Kinetic study of electronically excited silicon atoms, Si(3p 2( 1S 0)), by time-resolved attenuation of atomic resonance radiation

Abstract

The collisional behaviour of electronically excited silicon atoms in the 3p 2( 1S 0) state, 1.909 eV above the 3p 2( 3P 0) ground state, is investigated by time-resolved attenuation of atomic resonance radiation at λ = 390.53 nm (4s( 1P o 1)←3p 2 ( 1S 0)). The optically metastable Si(3 1S 0) atoms were generated by the repetitive pulsed irradiation of SiCl 4 and their decay monitored in the presence of added gases. Absolute quenching rate constants ( k Q, cm 3 molecule −1 s −1, 300 K) are reported for the following collision partners: He (⩽1.3 × 10 −15), SiCl 4 ((9.1 ± 1.4) × 10 −11), O 2 ((1.5 ± 0.2) × 10 −11) and N 2O ((4.3 ± 0.4) × 10 −11).

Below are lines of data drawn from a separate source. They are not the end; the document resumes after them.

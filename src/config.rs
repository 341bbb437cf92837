//! Convolution configuration.
//!
//! [`ConvolveConfig`] carries the few knobs the dispatcher exposes: which
//! kernel source to build and how large a kernel it accepts.
//!
//! # Example
//!
//! ```rust
//! use gpuconv::ConvolveConfig;
//!
//! let config = ConvolveConfig {
//!     max_kernel_len: 4096,
//!     ..Default::default()
//! };
//! assert!(config.validate().is_ok());
//! ```

#[cfg(feature = "serde")]
use serde::{Deserialize, Serialize};

/// Identifier of the bundled convolution kernel source.
pub const DEFAULT_SOURCE_ID: &str = "convolve.wgsl";

/// Default upper bound on kernel weights per call.
///
/// Every work-item loops over the whole kernel, so very large kernels turn
/// into multi-second dispatches that desktop drivers kill.
pub const DEFAULT_MAX_KERNEL_LEN: usize = 1 << 16;

/// Dispatcher configuration.
#[derive(Debug, Clone, PartialEq, Eq)]
#[cfg_attr(feature = "serde", derive(Serialize, Deserialize))]
pub struct ConvolveConfig {
    /// Kernel source identifier handed to the source resolver.
    pub source_id: String,

    /// Maximum number of kernel weights accepted by `convolve`.
    pub max_kernel_len: usize,
}

impl Default for ConvolveConfig {
    fn default() -> Self {
        Self {
            source_id: DEFAULT_SOURCE_ID.to_string(),
            max_kernel_len: DEFAULT_MAX_KERNEL_LEN,
        }
    }
}

impl ConvolveConfig {
    /// Validates the configuration.
    ///
    /// # Errors
    ///
    /// Returns [`ConfigError`] if the source id is blank or the kernel limit
    /// is zero.
    pub fn validate(&self) -> Result<(), ConfigError> {
        if self.source_id.trim().is_empty() {
            return Err(ConfigError::MissingSource);
        }
        if self.max_kernel_len == 0 {
            return Err(ConfigError::InvalidKernelLimit(self.max_kernel_len));
        }
        Ok(())
    }
}

/// Configuration errors, including missing kernel source.
#[derive(Debug, thiserror::Error)]
pub enum ConfigError {
    /// Neither a source identifier nor literal source text was supplied.
    #[error("empty src_str: no kernel source id or source text given")]
    MissingSource,

    /// The resolved kernel source is empty.
    #[error("kernel source '{0}' is empty")]
    EmptySource(String),

    /// The source resolver does not know the identifier.
    #[error("unknown kernel source '{0}'")]
    UnknownSource(String),

    /// Kernel length limit must be positive.
    #[error("max_kernel_len must be > 0, got {0}")]
    InvalidKernelLimit(usize),

    /// Kernel has more weights than the configured limit.
    #[error("kernel has {len} weights, limit is {limit}")]
    KernelTooLarge {
        /// Number of weights in the kernel.
        len: usize,
        /// Configured limit.
        limit: usize,
    },
}

#[cfg(test)]
mod tests {
    use super::*;

    #[test]
    fn test_default_config() {
        let config = ConvolveConfig::default();
        assert!(config.validate().is_ok());
        assert_eq!(config.source_id, "convolve.wgsl");
    }

    #[test]
    fn test_blank_source_rejected() {
        let config = ConvolveConfig {
            source_id: "  ".into(),
            ..Default::default()
        };
        assert!(matches!(config.validate(), Err(ConfigError::MissingSource)));
    }

    #[test]
    fn test_zero_kernel_limit_rejected() {
        let mut config = ConvolveConfig::default();
        config.max_kernel_len = 0;
        assert!(config.validate().is_err());
    }
}
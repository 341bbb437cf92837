//! Convolution dispatcher.
//!
//! [`Convolver::convolve`] validates the input arrays, picks a kernel variant
//! from a static `(rank, element type)` table, stages the arrays on the
//! device, launches the kernel and reads the result back.
//!
//! Every call builds its own [`Program`](crate::gpu::Program) and owns every
//! buffer and image it creates, so concurrent calls share nothing except the
//! device and queue.
//!
//! # Example
//!
//! ```rust,no_run
//! use gpuconv::{convolve, HostArray};
//!
//! let data = HostArray::ones(vec![100, 120, 140])?;
//! let h = HostArray::ones(vec![10, 11, 12])?;
//! let out = convolve(&data, &h, None)?;
//! assert_eq!(out.shape(), data.shape());
//! # Ok::<(), gpuconv::ConvError>(())
//! ```

use std::borrow::Cow;

use crate::array::{ElementType, HostArray};
use crate::config::{ConfigError, ConvolveConfig};
use crate::error::{ConvError, ConvResult};
use crate::gpu::{
    DefaultDeviceProvider, DeviceProvider, GpuImage, GpuTensor, KernelArg, ProgramBuilder,
    WgpuBackend,
};
use crate::preprocess::SHORT_TYPE_FLAG;
use crate::source::{BundledSources, SourceResolver};

/// Element types the device kernels read directly.
pub const SUPPORTED_TYPES: [ElementType; 2] = [ElementType::Float32, ElementType::Uint16];

/// Entry point and build flags for one `(rank, element type)` pair.
#[derive(Debug, Clone, Copy, PartialEq, Eq)]
pub struct KernelVariant {
    /// Compute entry point in the kernel source.
    pub entry_point: &'static str,
    /// Build flags for the program.
    pub build_flags: &'static str,
}

const DISPATCH_TABLE: [((usize, ElementType), KernelVariant); 6] = [
    ((1, ElementType::Float32), variant("convolve1d", "")),
    ((1, ElementType::Uint16), variant("convolve1d", SHORT_TYPE_FLAG)),
    ((2, ElementType::Float32), variant("convolve2d", "")),
    ((2, ElementType::Uint16), variant("convolve2d", SHORT_TYPE_FLAG)),
    ((3, ElementType::Float32), variant("convolve3d", "")),
    ((3, ElementType::Uint16), variant("convolve3d", SHORT_TYPE_FLAG)),
];

const fn variant(entry_point: &'static str, build_flags: &'static str) -> KernelVariant {
    KernelVariant {
        entry_point,
        build_flags,
    }
}

/// Looks up the kernel variant for data of `rank` and `element_type`.
///
/// # Errors
///
/// - `ConvError::UnsupportedRank` if `rank` is not 1, 2 or 3.
/// - `ConvError::UnsupportedType` if `element_type` is not in
///   [`SUPPORTED_TYPES`].
pub fn select_variant(rank: usize, element_type: ElementType) -> ConvResult<KernelVariant> {
    if !(1..=3).contains(&rank) {
        return Err(ConvError::UnsupportedRank(rank));
    }
    DISPATCH_TABLE
        .iter()
        .find(|(key, _)| *key == (rank, element_type))
        .map(|&(_, variant)| variant)
        .ok_or_else(|| ConvError::unsupported_type(element_type, &SUPPORTED_TYPES))
}

/// Work size and scalar arguments of one launch.
#[derive(Debug, Clone, PartialEq, Eq)]
pub struct LaunchGeometry {
    /// Work-items per axis, x first.
    pub global_size: Vec<u32>,
    /// Data shape followed by kernel shape, as `i32` kernel arguments.
    pub shape_args: Vec<i32>,
}

impl LaunchGeometry {
    /// Derives the geometry from the staged image and the two array shapes.
    ///
    /// # Errors
    ///
    /// Returns `ConvError::RankMismatch` if the shapes differ in rank and
    /// `ConvError::UnsupportedLimits` if an extent does not fit in `i32`.
    pub fn new(
        image_extents: &[u32],
        data_shape: &[usize],
        kernel_shape: &[usize],
    ) -> ConvResult<Self> {
        if data_shape.len() != kernel_shape.len() {
            return Err(ConvError::RankMismatch {
                data: data_shape.len(),
                kernel: kernel_shape.len(),
            });
        }
        let shape_args = data_shape
            .iter()
            .chain(kernel_shape)
            .map(|&n| {
                i32::try_from(n).map_err(|_| {
                    ConvError::unsupported_limits(format!("extent {} does not fit in i32", n))
                })
            })
            .collect::<ConvResult<Vec<_>>>()?;
        Ok(Self {
            global_size: image_extents.to_vec(),
            shape_args,
        })
    }

    /// Scalar kernel arguments in launch order.
    pub fn scalar_args<'a>(&self) -> Vec<KernelArg<'a>> {
        self.shape_args.iter().map(|&n| KernelArg::Int(n)).collect()
    }
}

/// Convolution dispatcher with injected device provider and source resolver.
///
/// Keep one `Convolver` around to reuse the default device across calls;
/// programs are still built per call.
#[derive(Debug)]
pub struct Convolver<P = DefaultDeviceProvider, S = BundledSources> {
    config: ConvolveConfig,
    devices: P,
    sources: S,
}

impl Default for Convolver {
    fn default() -> Self {
        Self {
            config: ConvolveConfig::default(),
            devices: DefaultDeviceProvider::default(),
            sources: BundledSources,
        }
    }
}

impl Convolver {
    /// Creates a dispatcher with the default provider, bundled sources and
    /// default configuration.
    pub fn new() -> Self {
        Self::default()
    }
}

impl<P: DeviceProvider, S: SourceResolver> Convolver<P, S> {
    /// Creates a dispatcher from its parts.
    ///
    /// # Errors
    ///
    /// Returns `ConvError::Config` if `config` does not validate.
    pub fn with_parts(config: ConvolveConfig, devices: P, sources: S) -> ConvResult<Self> {
        config.validate()?;
        Ok(Self {
            config,
            devices,
            sources,
        })
    }

    /// Active configuration.
    pub fn config(&self) -> &ConvolveConfig {
        &self.config
    }

    /// Convolves `data` with `kernel` using edge-clamped boundaries.
    ///
    /// Per axis, with data extent `N` and kernel extent `K`:
    /// `out[i] = Σ_k h[k] · in[clamp(i + K/2 − k, 0, N−1)]`.
    /// This is a true convolution (the kernel is flipped) centred at `K/2`,
    /// so even kernel extents shift the result half a sample towards lower
    /// indices; for a correlation, pass the kernel reversed along each axis.
    ///
    /// `data` of a type other than `float32` or `uint16` is converted to
    /// `float32` with a warning; `kernel` is always converted to `float32`.
    /// If `device` is `None` the device provider is asked for one.
    ///
    /// Returns a new `float32` array shaped like `data`.
    ///
    /// # Errors
    ///
    /// - `ConvError::UnsupportedRank` if `data` rank is not 1, 2 or 3.
    /// - `ConvError::RankMismatch` if `kernel` rank differs.
    /// - `ConvError::UnsupportedType` if an array cannot convert to `float32`.
    /// - `ConvError::Config` if `kernel` exceeds the configured size.
    /// - `ConvError::DeviceUnavailable` if no device can be resolved.
    /// - Build, staging and launch errors propagate unchanged.
    pub fn convolve(
        &self,
        data: &HostArray,
        kernel: &HostArray,
        device: Option<&WgpuBackend>,
    ) -> ConvResult<HostArray> {
        let rank = data.rank();
        if !(1..=3).contains(&rank) {
            return Err(ConvError::UnsupportedRank(rank));
        }
        if kernel.rank() != rank {
            return Err(ConvError::RankMismatch {
                data: rank,
                kernel: kernel.rank(),
            });
        }
        if kernel.len() > self.config.max_kernel_len {
            return Err(ConfigError::KernelTooLarge {
                len: kernel.len(),
                limit: self.config.max_kernel_len,
            }
            .into());
        }

        let data: Cow<'_, HostArray> = if SUPPORTED_TYPES.contains(&data.element_type()) {
            Cow::Borrowed(data)
        } else {
            let converted = data.to_f32()?;
            log::warn!(
                "data type {} not supported, converting to float32",
                data.element_type()
            );
            Cow::Owned(converted)
        };
        let weights = match kernel.as_f32() {
            Some(values) => Cow::Borrowed(values),
            None => Cow::Owned(kernel.to_f32_vec()?),
        };
        let variant = select_variant(rank, data.element_type())?;

        let provided;
        let backend = match device {
            Some(device) => device,
            None => {
                provided = self.devices.default_device().ok_or_else(|| {
                    ConvError::device_unavailable("no device given and no default device found")
                })?;
                &*provided
            }
        };

        let program = ProgramBuilder::new()
            .source_id(self.config.source_id.as_str())
            .build_flags(variant.build_flags)
            .device(backend)
            .build(&self.sources, &self.devices)?;

        let weights = GpuTensor::upload(backend, &weights, kernel.shape().to_vec())?;
        let image = if rank == 1 {
            GpuImage::from_host(backend, &data.reshape(vec![1, data.len()])?)?
        } else {
            GpuImage::from_host(backend, &data)?
        };
        let output = GpuTensor::uninit(backend, data.shape().to_vec())?;

        let geometry = LaunchGeometry::new(&image.extents(), data.shape(), kernel.shape())?;
        log::debug!(
            "convolve: rank {} {} via '{}' flags '{}' global {:?} args {:?}",
            rank,
            data.element_type(),
            variant.entry_point,
            variant.build_flags,
            geometry.global_size,
            geometry.shape_args
        );

        let mut args = vec![
            KernelArg::Image(&image),
            KernelArg::Buffer(&weights),
            KernelArg::Buffer(&output),
        ];
        args.extend(geometry.scalar_args());
        program.run(variant.entry_point, &geometry.global_size, None, &args)?;

        let values = output.download(backend)?;
        HostArray::from_f32(data.shape().to_vec(), values)
    }
}

/// Convolves `data` with `kernel` on `device`, or on a freshly initialized
/// default device when `device` is `None`.
///
/// Shorthand for [`Convolver::new().convolve(..)`](Convolver::convolve).
pub fn convolve(
    data: &HostArray,
    kernel: &HostArray,
    device: Option<&WgpuBackend>,
) -> ConvResult<HostArray> {
    Convolver::new().convolve(data, kernel, device)
}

The results for O 2 and N 2O are compared with analogous data reported hitherto for Si(3p 2( 3P J )) and with those for the other np 2( 1S 0) states of the group IV atoms C, Ge, Sn and Pb. The rate data for the silicon atoms are considered in terms of the nature of the potential surfaces arising from symmetry arguments based on the weak spin orbit coupling approximation.